═════ TASK MATERIAL ═════

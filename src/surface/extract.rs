//! Surface rebuild orchestration.

use std::time::Instant;

use log::debug;
use rayon::prelude::*;

use super::compact::compact_nodes;
use super::dedup::hide_internal_faces;
use super::emit::{count_indices, emit_triangles};
use super::face::{surface_face, volume_faces, FaceRecord};
use super::output::SurfaceMesh;
use super::SurfaceOptions;
use crate::error::Result;
use crate::mesh::{ElementView, MeshIndex, MeshSource};
use crate::progress::{Progress, Stage};

/// Counts from one completed rebuild.
#[derive(Debug, Clone, Copy, PartialEq, Eq, Default)]
pub struct SurfaceStats {
    /// Face records synthesized.
    pub faces: usize,
    /// Faces hidden as internal.
    pub hidden_faces: usize,
    /// Vertices in the output.
    pub vertices: usize,
    /// Triangles in the output.
    pub triangles: usize,
}

/// Outcome of a rebuild.
#[derive(Debug, Clone, Copy, PartialEq, Eq)]
pub enum Rebuild {
    /// Nothing was done; the buffers were left as they were.
    Skipped,
    /// The buffers were replaced.
    Rebuilt(SurfaceStats),
}

impl Rebuild {
    /// Statistics of the rebuild, if one happened.
    pub fn stats(&self) -> Option<&SurfaceStats> {
        match self {
            Rebuild::Skipped => None,
            Rebuild::Rebuilt(stats) => Some(stats),
        }
    }
}

/// Decompose every element into face records, in element order.
fn synthesize_faces<'m, I, M>(
    mesh: &'m M,
    options: &SurfaceOptions,
) -> Result<Vec<FaceRecord<'m, I>>>
where
    I: MeshIndex,
    M: MeshSource<I> + ?Sized,
{
    let volumes: Vec<ElementView<'m, I>> = mesh.volumes().collect();

    let per_element: Vec<Vec<FaceRecord<'m, I>>> = if options.parallel {
        volumes.par_iter().map(|&v| volume_faces(v)).collect::<Result<_>>()?
    } else {
        volumes.iter().map(|&v| volume_faces(v)).collect::<Result<_>>()?
    };

    let total = per_element.iter().map(Vec::len).sum();
    let mut faces = Vec::with_capacity(total);
    faces.extend(per_element.into_iter().flatten());

    if options.surface_elements {
        for element in mesh.surface_elements() {
            faces.push(surface_face(element)?);
        }
    }
    Ok(faces)
}

/// Rebuild `surface` from `mesh`.
///
/// A mesh without nodes, edges and faces leaves `surface` untouched and
/// returns [`Rebuild::Skipped`]. Otherwise the new buffers replace the old
/// ones only once every stage has succeeded; on error `surface` is unchanged.
pub fn rebuild<I, M>(
    mesh: &M,
    options: &SurfaceOptions,
    surface: &mut SurfaceMesh<I>,
) -> Result<Rebuild>
where
    I: MeshIndex,
    M: MeshSource<I> + ?Sized,
{
    rebuild_with_progress(mesh, options, surface, &Progress::none())
}

/// [`rebuild`] with progress reporting.
pub fn rebuild_with_progress<I, M>(
    mesh: &M,
    options: &SurfaceOptions,
    surface: &mut SurfaceMesh<I>,
    progress: &Progress,
) -> Result<Rebuild>
where
    I: MeshIndex,
    M: MeshSource<I> + ?Sized,
{
    if mesh.is_empty() {
        debug!("mesh is empty, keeping previous surface");
        return Ok(Rebuild::Skipped);
    }
    let start = Instant::now();

    progress.stage(Stage::SynthesizeFaces);
    let mut faces = synthesize_faces(mesh, options)?;
    debug!("synthesized {} faces: {:?}", faces.len(), start.elapsed());

    progress.stage(Stage::EliminateInternalFaces);
    let hidden_faces = if options.show_inner {
        0
    } else {
        hide_internal_faces(&mut faces, options.dedup, options.manifold)?
    };
    debug!("hid {} internal faces: {:?}", hidden_faces, start.elapsed());

    progress.stage(Stage::CompactNodes);
    let compacted = compact_nodes(mesh, &faces)?;
    debug!(
        "node map and point vector with {} vertices: {:?}",
        compacted.vertices.len(),
        start.elapsed()
    );

    progress.stage(Stage::CountTriangles);
    let len = count_indices(&faces)?;

    progress.stage(Stage::EmitTriangles);
    let indices = emit_triangles(&faces, &compacted.map, len)?;
    debug!("triangle vector with {} entries: {:?}", indices.len(), start.elapsed());

    let stats = SurfaceStats {
        faces: faces.len(),
        hidden_faces,
        vertices: compacted.vertices.len(),
        triangles: indices.len() / 4,
    };
    *surface = SurfaceMesh {
        vertices: compacted.vertices,
        indices,
        nodes: compacted.nodes,
    };

    progress.finish();
    debug!("surface rebuild finished: {:?}", start.elapsed());
    Ok(Rebuild::Rebuilt(stats))
}

/// Extract the surface of `mesh` into a new [`SurfaceMesh`].
///
/// # Example
/// ```
/// use femsurf::mesh::{structured_block, BlockKind, FemMesh};
/// use femsurf::surface::{extract_surface, SurfaceMesh, SurfaceOptions};
///
/// let mesh: FemMesh = structured_block(BlockKind::Hexahedra, 2, 2, 2).unwrap();
/// let surface: SurfaceMesh = extract_surface(&mesh, &SurfaceOptions::default()).unwrap();
/// assert_eq!(surface.num_vertices(), 26);
/// assert_eq!(surface.num_triangles(), 48);
/// ```
pub fn extract_surface<I, M>(mesh: &M, options: &SurfaceOptions) -> Result<SurfaceMesh<I>>
where
    I: MeshIndex,
    M: MeshSource<I> + ?Sized,
{
    let mut surface = SurfaceMesh::new();
    rebuild(mesh, options, &mut surface)?;
    Ok(surface)
}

═════

**DIRECTIONS FOR THIS TASK**
Wherever the string "synthesized" occurs in the records, copy the line it is in.

**TASK RESPONSE**
    /// Face records synthesized.
    debug!("synthesized {} faces: {:?}", faces.len(), start.elapsed());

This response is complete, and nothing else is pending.